例: HTTP通信だけを見る tcpdump -i eth0 port 80
例: 特定の送信元IPアドレスのパケットを見る tcpdump -i eth0 src 192.168.1.10
例: 特定のプロトコルだけを見る(例: ICMP) tcpdump -i eth0 icmp
オプション
タイムスタンプ
-t タイムスタンプを非表示にする。
-tt 秒単位で絶対タイムスタンプを表示(エポックタイム)。
-ttt キャプチャの開始からの経過時間をミリ秒単位で表示。
-tttt 日付と時刻を含むタイムスタンプを表示(標準的な形式)。
-ttttt 日付を含まず、時刻のみで「経過時間」形式(見やすい形式)。
生データ
(xは16進数を意味する)
-X パケットデータを16進数(左側)とASCII(右側)の両方で表示。
-x パケットデータを16進数のみで表示(ASCIIは表示しない)。
-XX -X の機能に加えて、パケットのリンク層ヘッダー(Ethernetなど)も16進数とASCIIで表示。
ファイルに出力する
-w ファイルパス
ex: tcpdump -i eth0 -w file.pcap
tcpdumpを終えた時に書き込まれる。なお、書き込まれるデータはpcapフォーマット。
pcapフォーマットの読み方
A. wireshark file.pcap
B. tcpdump -r file.pcap
C.
from scapy.all import rdpcap
packets = rdpcap('file.pcap')
for packet in packets:
print(packet.summary())
注意点
-
-w で出力したファイルには、Ethernetのフッター(つまり、FCSチェックサム)が含まれない。これは、NICがフッターを外部から受け取ったあと、内部に返す時に消してしまうため。
-
libpcap というライブラリのCLIのためのラッパーのような形でtcpdumpは存在する。ほとんどの機能は、libpcapに実装されている。wiresharkやPythonのScapyも、tcpdumpのようにラッパーとして機能する
man tcpdumpより引用
TCPDUMP(8) System Manager's Manual TCPDUMP(8)
NAME
tcpdump - dump traffic on a network
SYNOPSIS
tcpdump [ -AbdDefhHIJKlLnNOpqStuUvxX# ] [ -B buffer_size ]

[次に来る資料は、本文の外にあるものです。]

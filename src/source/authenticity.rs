//! Source authenticity re-check.
//!
//! Optional post-pass over a classification result. Downgrades confidence
//! when the request looks automated or carries implausible campaign tags:
//! - Bot or tooling User-Agent
//! - Oversized UTM values
//! - UTM source contradicting a recognized referrer

use super::TrafficSourceDetectionResult;
use crate::catalog::CompiledCatalog;
use crate::config::SourceConfig;
use crate::signals::RequestSignals;
use crate::source::TrafficSource;
use serde::{Deserialize, Serialize};

const AUTOMATED_UA_PENALTY: u8 = 30;
const OVERSIZED_UTM_PENALTY: u8 = 20;
const REFERRER_MISMATCH_PENALTY: u8 = 15;

/// Outcome of the authenticity re-check.
#[derive(Debug, Clone, PartialEq, Serialize, Deserialize)]
pub struct AuthenticityReport {
    /// Source with adjusted confidence and authenticity verdict
    pub source: TrafficSource,
    pub original_confidence: u8,
    pub adjusted_confidence: u8,
    pub flags: Vec<String>,
    pub is_authentic: bool,
}

/// Re-check a classification against signals that undermine it.
pub fn validate_source_authenticity(
    result: &TrafficSourceDetectionResult,
    signals: &RequestSignals,
    catalog: &CompiledCatalog,
    config: &SourceConfig,
) -> AuthenticityReport {
    let mut flags = Vec::new();
    let mut penalty = 0u8;

    let ua = signals.user_agent.as_str();
    let automated = ua.is_empty()
        || catalog.match_known_bot(ua).is_some()
        || catalog.suspicious_markers(&signals.user_agent_lower).next().is_some();
    if automated {
        flags.push("automated_user_agent".to_string());
        penalty = penalty.saturating_add(AUTOMATED_UA_PENALTY);
    }

    for (key, value) in signals.utm.fields() {
        if value.chars().count() > config.max_utm_length {
            flags.push(format!("oversized_{}", key));
            penalty = penalty.saturating_add(OVERSIZED_UTM_PENALTY);
        }
    }

    if let (Some(utm_source), Some(host)) = (signals.utm.source.as_deref(), signals.referrer_host.as_deref()) {
        let utm_source = utm_source.to_lowercase();
        let referrer_owner = catalog
            .search_engines
            .iter()
            .chain(&catalog.social_networks)
            .chain(&catalog.ai_assistants)
            .find(|sig| sig.matches_referrer(host));

        if let Some(sig) = referrer_owner {
            let name = sig.name.to_lowercase();
            if !name.contains(&utm_source) && !utm_source.contains(&name) {
                flags.push("utm_referrer_mismatch".to_string());
                penalty = penalty.saturating_add(REFERRER_MISMATCH_PENALTY);
            }
        }
    }

    let original = result.confidence;
    let adjusted = original.saturating_sub(penalty);
    let is_authentic = adjusted >= config.authenticity_threshold && flags.len() <= config.max_authenticity_flags;

    AuthenticityReport {
        source: result.source.with_verdict(adjusted, is_authentic),
        original_confidence: original,
        adjusted_confidence: adjusted,
        flags,
        is_authentic,
    }
}

#[cfg(test)]
mod tests {
    use super::*;
    use crate::signals::{RawRequest, SignalExtractor};
    use crate::source::SourceClassifier;

    fn check(referrer: Option<&str>, ua: Option<&str>, url: &str) -> AuthenticityReport {
        let mut raw = RawRequest::new("10.0.0.1", url, "2024-05-01T10:00:00Z".parse().unwrap());
        raw.referrer = referrer.map(str::to_string);
        raw.user_agent = ua.map(str::to_string);
        let signals = SignalExtractor::new().extract(&raw);
        let classifier = SourceClassifier::with_defaults();
        let result = classifier.classify(&signals);
        validate_source_authenticity(&result, &signals, classifier.catalog(), classifier.config())
    }

    #[test]
    fn test_clean_request_is_authentic() {
        let report = check(
            Some("https://www.google.com/"),
            Some("Mozilla/5.0 (Windows NT 10.0; Win64; x64) AppleWebKit/537.36 (KHTML, like Gecko) Chrome/120.0.0.0 Safari/537.36"),
            "https://example.com/",
        );
        assert!(report.flags.is_empty());
        assert!(report.is_authentic);
        assert_eq!(report.adjusted_confidence, report.original_confidence);
    }

    #[test]
    fn test_tooling_ua_downgraded() {
        let report = check(None, Some("curl/8.0"), "https://example.com/");
        assert!(report.flags.contains(&"automated_user_agent".to_string()));
        assert_eq!(report.adjusted_confidence, 65);
        assert!(report.is_authentic);
    }

    #[test]
    fn test_oversized_utm_not_authentic() {
        let long = "x".repeat(150);
        let url = format!(
            "https://example.com/?utm_source={}&utm_medium={}&utm_campaign={}",
            long, long, long
        );
        let report = check(None, Some("python-requests/2.31"), &url);
        assert_eq!(report.flags.len(), 4);
        assert!(!report.is_authentic);
        assert!(!report.source.is_authentic);
        assert_eq!(report.source.confidence, 10);
    }

    #[test]
    fn test_referrer_mismatch() {
        let report = check(
            Some("https://www.facebook.com/"),
            Some("Mozilla/5.0"),
            "https://example.com/?utm_source=google&utm_medium=organic",
        );
        assert!(report.flags.contains(&"utm_referrer_mismatch".to_string()));
        assert_eq!(report.adjusted_confidence, 85);
    }
}
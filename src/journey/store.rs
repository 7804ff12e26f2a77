//! Live journey storage.

use super::ActiveJourney;
use chrono::{DateTime, Utc};
use dashmap::mapref::entry::Entry;
use dashmap::DashMap;

/// Store of live journeys, keyed by journey id with a session index.
///
/// Mutation goes through [`JourneyStore::update`] so implementations can hold
/// a per-journey lock for the duration of the change.
pub trait JourneyStore: Send + Sync {
    /// Return the live journey of a session, creating it with `create` when
    /// there is none. The flag is true when a journey was created.
    fn get_or_start(
        &self,
        session_id: &str,
        create: &mut dyn FnMut() -> ActiveJourney,
    ) -> (String, bool);

    /// Snapshot of a live journey.
    fn get(&self, journey_id: &str) -> Option<ActiveJourney>;

    fn journey_for_session(&self, session_id: &str) -> Option<String>;

    /// Apply a mutation. Returns false for unknown journeys.
    fn update(&self, journey_id: &str, apply: &mut dyn FnMut(&mut ActiveJourney)) -> bool;

    /// Remove a journey. Only one caller ever receives it.
    fn remove(&self, journey_id: &str) -> Option<ActiveJourney>;

    /// Remove a journey only if it is still idle since `cutoff`. The check
    /// and the removal are atomic with respect to [`JourneyStore::update`].
    fn remove_if_idle(&self, journey_id: &str, cutoff: DateTime<Utc>) -> Option<ActiveJourney>;

    /// Ids of journeys with no activity since `cutoff`.
    fn idle_since(&self, cutoff: DateTime<Utc>) -> Vec<String>;

    fn len(&self) -> usize;

    fn is_empty(&self) -> bool {
        self.len() == 0
    }
}

/// In-memory journey store on sharded maps.
#[derive(Debug, Default)]
pub struct InMemoryJourneyStore {
    journeys: DashMap<String, ActiveJourney>,
    sessions: DashMap<String, String>,
}

impl InMemoryJourneyStore {
    pub fn new() -> Self {
        Self::default()
    }
}

impl JourneyStore for InMemoryJourneyStore {
    fn get_or_start(
        &self,
        session_id: &str,
        create: &mut dyn FnMut() -> ActiveJourney,
    ) -> (String, bool) {
        // The session entry stays locked until the journey is inserted
        match self.sessions.entry(session_id.to_string()) {
            Entry::Occupied(e) => (e.get().clone(), false),
            Entry::Vacant(e) => {
                let journey = create();
                let id = journey.journey_id.clone();
                self.journeys.insert(id.clone(), journey);
                e.insert(id.clone());
                (id, true)
            }
        }
    }

    fn get(&self, journey_id: &str) -> Option<ActiveJourney> {
        self.journeys.get(journey_id).map(|j| j.clone())
    }

    fn journey_for_session(&self, session_id: &str) -> Option<String> {
        self.sessions.get(session_id).map(|id| id.clone())
    }

    fn update(&self, journey_id: &str, apply: &mut dyn FnMut(&mut ActiveJourney)) -> bool {
        match self.journeys.get_mut(journey_id) {
            Some(mut journey) => {
                apply(&mut journey);
                true
            }
            None => false,
        }
    }

    fn remove(&self, journey_id: &str) -> Option<ActiveJourney> {
        let (_, journey) = self.journeys.remove(journey_id)?;
        self.sessions
            .remove_if(&journey.session_id, |_, id| id == journey_id);
        Some(journey)
    }

    fn remove_if_idle(&self, journey_id: &str, cutoff: DateTime<Utc>) -> Option<ActiveJourney> {
        let (_, journey) = self
            .journeys
            .remove_if(journey_id, |_, j| j.last_activity < cutoff)?;
        self.sessions
            .remove_if(&journey.session_id, |_, id| id == journey_id);
        Some(journey)
    }

    fn idle_since(&self, cutoff: DateTime<Utc>) -> Vec<String> {
        self.journeys
            .iter()
            .filter(|j| j.last_activity < cutoff)
            .map(|j| j.key().clone())
            .collect()
    }

    fn len(&self) -> usize {
        self.journeys.len()
    }
}
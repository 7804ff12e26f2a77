//! Data quality gate for inbound traffic metric records.
//!
//! Structural problems reject a record. Inconsistent counts
//! (`sessions > visitors`, `page_views < sessions`) are tolerated as
//! warnings since upstream analytics counts are noisy.

use crate::config::QualityConfig;
use chrono::NaiveDate;
use serde::{Deserialize, Serialize};
use tracing::{debug, warn};

/// Daily metrics of one page, as delivered by an analytics export.
#[derive(Debug, Clone, Default, PartialEq, Serialize, Deserialize)]
#[serde(default)]
pub struct TrafficMetricsRecord {
    pub page_path: String,
    pub date: Option<NaiveDate>,
    pub page_views: i64,
    pub sessions: i64,
    pub visitors: i64,
    /// Percent
    pub bounce_rate: f64,
    /// Seconds
    pub avg_session_duration: f64,
}

#[derive(Debug, Clone, Copy, PartialEq, Eq, Serialize, Deserialize)]
#[serde(rename_all = "snake_case")]
pub enum Severity {
    Warning,
    Error,
}

/// One finding about a record.
#[derive(Debug, Clone, PartialEq, Serialize, Deserialize)]
pub struct QualityIssue {
    pub field: String,
    pub severity: Severity,
    pub message: String,
}

impl QualityIssue {
    fn error(field: &str, message: impl Into<String>) -> Self {
        Self {
            field: field.to_string(),
            severity: Severity::Error,
            message: message.into(),
        }
    }

    fn warning(field: &str, message: impl Into<String>) -> Self {
        Self {
            field: field.to_string(),
            severity: Severity::Warning,
            message: message.into(),
        }
    }
}

/// z-score of a value against a baseline.
#[derive(Debug, Clone, PartialEq, Serialize, Deserialize)]
pub struct AnomalyCheck {
    pub value: f64,
    pub baseline_mean: f64,
    pub baseline_std_dev: f64,
    pub z_score: f64,
    pub is_anomaly: bool,
}

/// Outcome of the gate for one record.
#[derive(Debug, Clone, PartialEq, Serialize, Deserialize)]
pub struct QualityReport {
    pub accepted: bool,
    pub issues: Vec<QualityIssue>,
    #[serde(default, skip_serializing_if = "Option::is_none")]
    pub anomaly: Option<AnomalyCheck>,
}

impl QualityReport {
    pub fn errors(&self) -> impl Iterator<Item = &QualityIssue> {
        self.issues.iter().filter(|i| i.severity == Severity::Error)
    }

    pub fn warnings(&self) -> impl Iterator<Item = &QualityIssue> {
        self.issues.iter().filter(|i| i.severity == Severity::Warning)
    }

    pub fn is_anomalous(&self) -> bool {
        self.anomaly.as_ref().is_some_and(|a| a.is_anomaly)
    }
}

/// Validates records before they are accepted downstream.
#[derive(Debug, Clone, Default)]
pub struct DataQualityGate {
    config: QualityConfig,
}

impl DataQualityGate {
    pub fn new(config: QualityConfig) -> Self {
        Self { config }
    }

    /// Structural and range checks.
    pub fn validate(&self, record: &TrafficMetricsRecord) -> Vec<QualityIssue> {
        let mut issues = Vec::new();

        if record.page_path.trim().is_empty() {
            issues.push(QualityIssue::error("page_path", "page path is required"));
        }
        if record.date.is_none() {
            issues.push(QualityIssue::error("date", "date is required"));
        }

        for (field, value) in [
            ("page_views", record.page_views),
            ("sessions", record.sessions),
            ("visitors", record.visitors),
        ] {
            if value < 0 {
                issues.push(QualityIssue::error(field, format!("{} must not be negative", value)));
            }
        }

        if !record.bounce_rate.is_finite() || !(0.0..=100.0).contains(&record.bounce_rate) {
            issues.push(QualityIssue::error(
                "bounce_rate",
                format!("{} is outside 0-100", record.bounce_rate),
            ));
        }

        let duration = record.avg_session_duration;
        if !duration.is_finite() || duration < 0.0 {
            issues.push(QualityIssue::error(
                "avg_session_duration",
                format!("{} must be a non-negative number", duration),
            ));
        } else if duration > self.config.max_session_duration_seconds {
            issues.push(QualityIssue::warning(
                "avg_session_duration",
                format!("{}s is implausibly long", duration),
            ));
        }

        if record.sessions > record.visitors {
            issues.push(QualityIssue::warning(
                "sessions",
                format!("sessions ({}) exceed visitors ({})", record.sessions, record.visitors),
            ));
        }
        if record.page_views < record.sessions {
            issues.push(QualityIssue::warning(
                "page_views",
                format!("page views ({}) below sessions ({})", record.page_views, record.sessions),
            ));
        }

        issues
    }

    /// z-score of `value` against `baseline`. `None` while the baseline is
    /// smaller than the configured minimum.
    pub fn check_anomaly(&self, value: f64, baseline: &[f64]) -> Option<AnomalyCheck> {
        if baseline.len() < self.config.min_baseline.max(2) {
            return None;
        }

        let n = baseline.len() as f64;
        let mean = baseline.iter().sum::<f64>() / n;
        let variance = baseline.iter().map(|x| (x - mean).powi(2)).sum::<f64>() / (n - 1.0);
        let std_dev = variance.sqrt();

        // A flat baseline gives no scale to measure against
        let z_score = if std_dev > 0.0 { (value - mean) / std_dev } else { 0.0 };

        Some(AnomalyCheck {
            value,
            baseline_mean: mean,
            baseline_std_dev: std_dev,
            z_score,
            is_anomaly: z_score.abs() > self.config.anomaly_z_threshold,
        })
    }

    /// Validate a record and check its page views against prior values.
    pub fn evaluate(&self, record: &TrafficMetricsRecord, baseline_page_views: &[f64]) -> QualityReport {
        let issues = self.validate(record);
        let accepted = !issues.iter().any(|i| i.severity == Severity::Error);
        let anomaly = self.check_anomaly(record.page_views as f64, baseline_page_views);

        if !accepted {
            warn!(page = %record.page_path, issues = issues.len(), "Rejected traffic metrics record");
        } else if anomaly.as_ref().is_some_and(|a| a.is_anomaly) {
            warn!(page = %record.page_path, page_views = record.page_views, "Anomalous page views");
        } else {
            debug!(page = %record.page_path, warnings = issues.len(), "Accepted traffic metrics record");
        }

        QualityReport {
            accepted,
            issues,
            anomaly,
        }
    }
}
#[cfg(test)]
mod tests {
    use super::*;
    use crate::attribution::Touchpoint;
    use crate::journey::{
        DeviceInfo, FunnelStage, JourneyAttribution, JourneyEntry, JourneyMetrics, JourneyOutcome,
        PageCategory, PageVisitData,
    };
    use crate::source::TrafficSource;
    use chrono::Duration;

    fn t0() -> DateTime<Utc> {
        "2024-05-01T10:00:00Z".parse().unwrap()
    }

    fn source(category: TrafficCategory) -> TrafficSource {
        TrafficSource {
            id: "x".into(),
            category,
            source: category.as_str().into(),
            medium: category.default_medium().into(),
            campaign: None,
            content: None,
            term: None,
            is_authentic: true,
            confidence: 90,
            detected_at: t0(),
        }
    }

    fn journey(paths: &[&str], converted: bool, start: DateTime<Utc>) -> UserJourneyDocument {
        let pages: Vec<_> = paths
            .iter()
            .map(|p| {
                let mut page = PageVisitData::new(*p, "", PageCategory::Other, start, false);
                page.time_spent_seconds = 10.0;
                page
            })
            .collect();
        let src = source(TrafficCategory::Organic);
        UserJourneyDocument {
            journey_id: "j".into(),
            user_id: "u".into(),
            session_id: "s".into(),
            start_time: start,
            end_time: start,
            entry: JourneyEntry {
                page: paths[0].into(),
                source: src.clone(),
                utm: Default::default(),
                referrer: None,
                timestamp: start,
            },
            metrics: JourneyMetrics {
                page_count: pages.len(),
                is_bounce: pages.len() == 1,
                engagement_score: 40.0,
                ..Default::default()
            },
            pages,
            device: DeviceInfo::default(),
            attribution: JourneyAttribution {
                first_touch: src.clone(),
                last_touch: src.clone(),
                touchpoints: vec![Touchpoint::new(src, start, paths[0])],
                model: None,
            },
            outcome: if converted {
                JourneyOutcome::conversion("signup", Some(10.0))
            } else {
                JourneyOutcome::exit("navigation")
            },
            funnel_stage: FunnelStage::Awareness,
        }
    }

    fn definition() -> FunnelDefinition {
        FunnelDefinition::new(
            "signup",
            vec![
                FunnelStepDefinition::new("Landing", "^/$"),
                FunnelStepDefinition::new("Pricing", "^/pricing"),
                FunnelStepDefinition::new("Signup", "^/signup"),
            ],
        )
    }

    #[test]
    fn test_funnel_progression() {
        let journeys = vec![
            journey(&["/", "/pricing", "/signup"], true, t0()),
            journey(&["/", "/pricing"], false, t0()),
            journey(&["/", "/blog"], false, t0()),
            // skips pricing: stops at step 1
            journey(&["/", "/signup"], false, t0()),
        ];
        let funnel = analyze_funnel(&definition(), &journeys, None);
        let visitors: Vec<_> = funnel.steps.iter().map(|s| s.visitors).collect();
        assert_eq!(visitors, vec![4, 2, 1]);
        assert_eq!(funnel.steps[0].conversions, 1);
        assert_eq!(funnel.steps[1].drop_off_rate, 50.0);
        assert_eq!(funnel.steps[2].conversion_rate, 100.0);
        assert_eq!(funnel.overall_conversion_rate, 25.0);
        assert_eq!(funnel.drop_off_points.len(), 2);
        assert_eq!(funnel.drop_off_points[0].lost_visitors, 2);
    }

    #[test]
    fn test_visitors_non_increasing_and_time_range() {
        let journeys = vec![
            journey(&["/signup", "/", "/pricing", "/signup"], true, t0()),
            journey(&["/pricing", "/signup"], false, t0()),
            journey(&["/", "/pricing", "/signup"], true, t0() + Duration::days(3)),
        ];
        let range = TimeRange::new(t0() - Duration::hours(1), t0() + Duration::days(1));
        let funnel = analyze_funnel(&definition(), &journeys, Some(range));
        assert_eq!(funnel.total_journeys, 2);
        for pair in funnel.steps.windows(2) {
            assert!(pair[0].visitors >= pair[1].visitors);
        }
        assert_eq!(funnel.steps[0].visitors, 1);
        assert_eq!(funnel.steps[2].visitors, 1);
    }

    #[test]
    fn test_small_drop_off_not_reported() {
        let mut journeys: Vec<_> = (0..10).map(|_| journey(&["/", "/pricing"], false, t0())).collect();
        journeys.push(journey(&["/"], false, t0()));
        let funnel = analyze_funnel(&definition(), &journeys, None);
        // 11 -> 10 is ~9%, 10 -> 0 is 100%
        assert_eq!(funnel.drop_off_points.len(), 1);
        assert_eq!(funnel.drop_off_points[0].to_step, "Signup");
    }

    #[test]
    fn test_empty_funnel() {
        let funnel = analyze_funnel(&definition(), &[], None);
        assert!(funnel.steps.iter().all(|s| s.visitors == 0 && s.conversion_rate == 0.0));
        assert!(funnel.drop_off_points.is_empty());
    }

    #[test]
    fn test_summarize_journeys() {
        let journeys = vec![
            journey(&["/", "/pricing", "/signup"], true, t0()),
            journey(&["/", "/pricing"], false, t0()),
            journey(&["/blog"], false, t0()),
            journey(&["/", "/pricing"], false, t0()),
        ];
        let summary = summarize_journeys(&journeys);
        assert_eq!(summary.total_journeys, 4);
        assert_eq!(summary.conversions, 1);
        assert_eq!(summary.bounces, 1);
        assert_eq!(summary.conversion_rate, 25.0);
        assert_eq!(summary.average_pages, 2.0);
        assert_eq!(summary.top_entry_pages[0], PageCount { path: "/".into(), count: 3 });
        assert_eq!(summary.common_paths[0].path, "/ > /pricing");
        assert_eq!(summary.by_source[0].category, TrafficCategory::Organic);
        assert_eq!(summary.by_source[0].average_engagement, 40.0);
    }
}
/// A named traffic-source signature.
#[derive(Debug, Clone, Serialize, Deserialize)]
pub struct SourceSignature {
    /// Source name (e.g., "ChatGPT")
    pub name: String,

    /// Traffic category assigned on match
    pub category: TrafficCategory,

    /// Patterns matched against the referrer host
    #[serde(default)]
    pub referrer_patterns: Vec<String>,

    /// Patterns matched against the User-Agent
    #[serde(default)]
    pub ua_patterns: Vec<String>,

    /// Patterns matched against the decoded query string
    #[serde(default)]
    pub url_patterns: Vec<String>,

    /// Base confidence (0-100)
    pub confidence: u8,
}

/// A known bot definition.
#[derive(Debug, Clone, Serialize, Deserialize)]
pub struct BotSignature {
    /// Bot name (e.g., "Googlebot")
    pub name: String,

    /// Free-form category (search_engine, social_media, automation, ...)
    pub category: String,

    /// User-Agent patterns to match
    pub ua_patterns: Vec<String>,

    /// Whether this is a "good" bot
    #[serde(default)]
    pub is_good: bool,
}

/// A URL click-id parameter that identifies paid traffic.
#[derive(Debug, Clone, Serialize, Deserialize)]
pub struct ClickIdParam {
    pub param: String,
    pub source: String,
}

/// All signature tables.
#[derive(Debug, Clone, Serialize, Deserialize)]
#[serde(default)]
pub struct PatternCatalog {
    pub ai_assistants: Vec<SourceSignature>,
    pub search_engines: Vec<SourceSignature>,
    pub social_networks: Vec<SourceSignature>,

    /// Referrer substrings of webmail and newsletter platforms
    pub email_platforms: Vec<String>,

    /// UTM mediums that denote paid traffic
    pub paid_mediums: Vec<String>,

    /// UTM source substrings that denote paid traffic
    pub paid_sources: Vec<String>,

    pub click_ids: Vec<ClickIdParam>,

    /// UTM source names resolved to each category
    pub utm_search_sources: Vec<String>,
    pub utm_social_sources: Vec<String>,
    pub utm_ai_sources: Vec<String>,

    pub known_bots: Vec<BotSignature>,

    /// User-Agent substrings typical of tooling and scripts
    pub suspicious_ua: Vec<String>,

    /// Automation tool names looked for in header values
    pub automation_tools: Vec<String>,
}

[ -c count ] [ --count ] [ -C file_size ]
[ -E spi@ipaddr algo:secret,... ]
[ -F file ] [ -G rotate_seconds ] [ -i interface ]
[ --immediate-mode ] [ -j tstamp_type ] [ -m module ]
[ -M secret ] [ --number ] [ --print ] [ -Q in|out|inout ]
[ -r file ] [ -s snaplen ] [ -T type ] [ --version ]
[ -V file ] [ -w file ] [ -W filecount ] [ -y datalinktype ]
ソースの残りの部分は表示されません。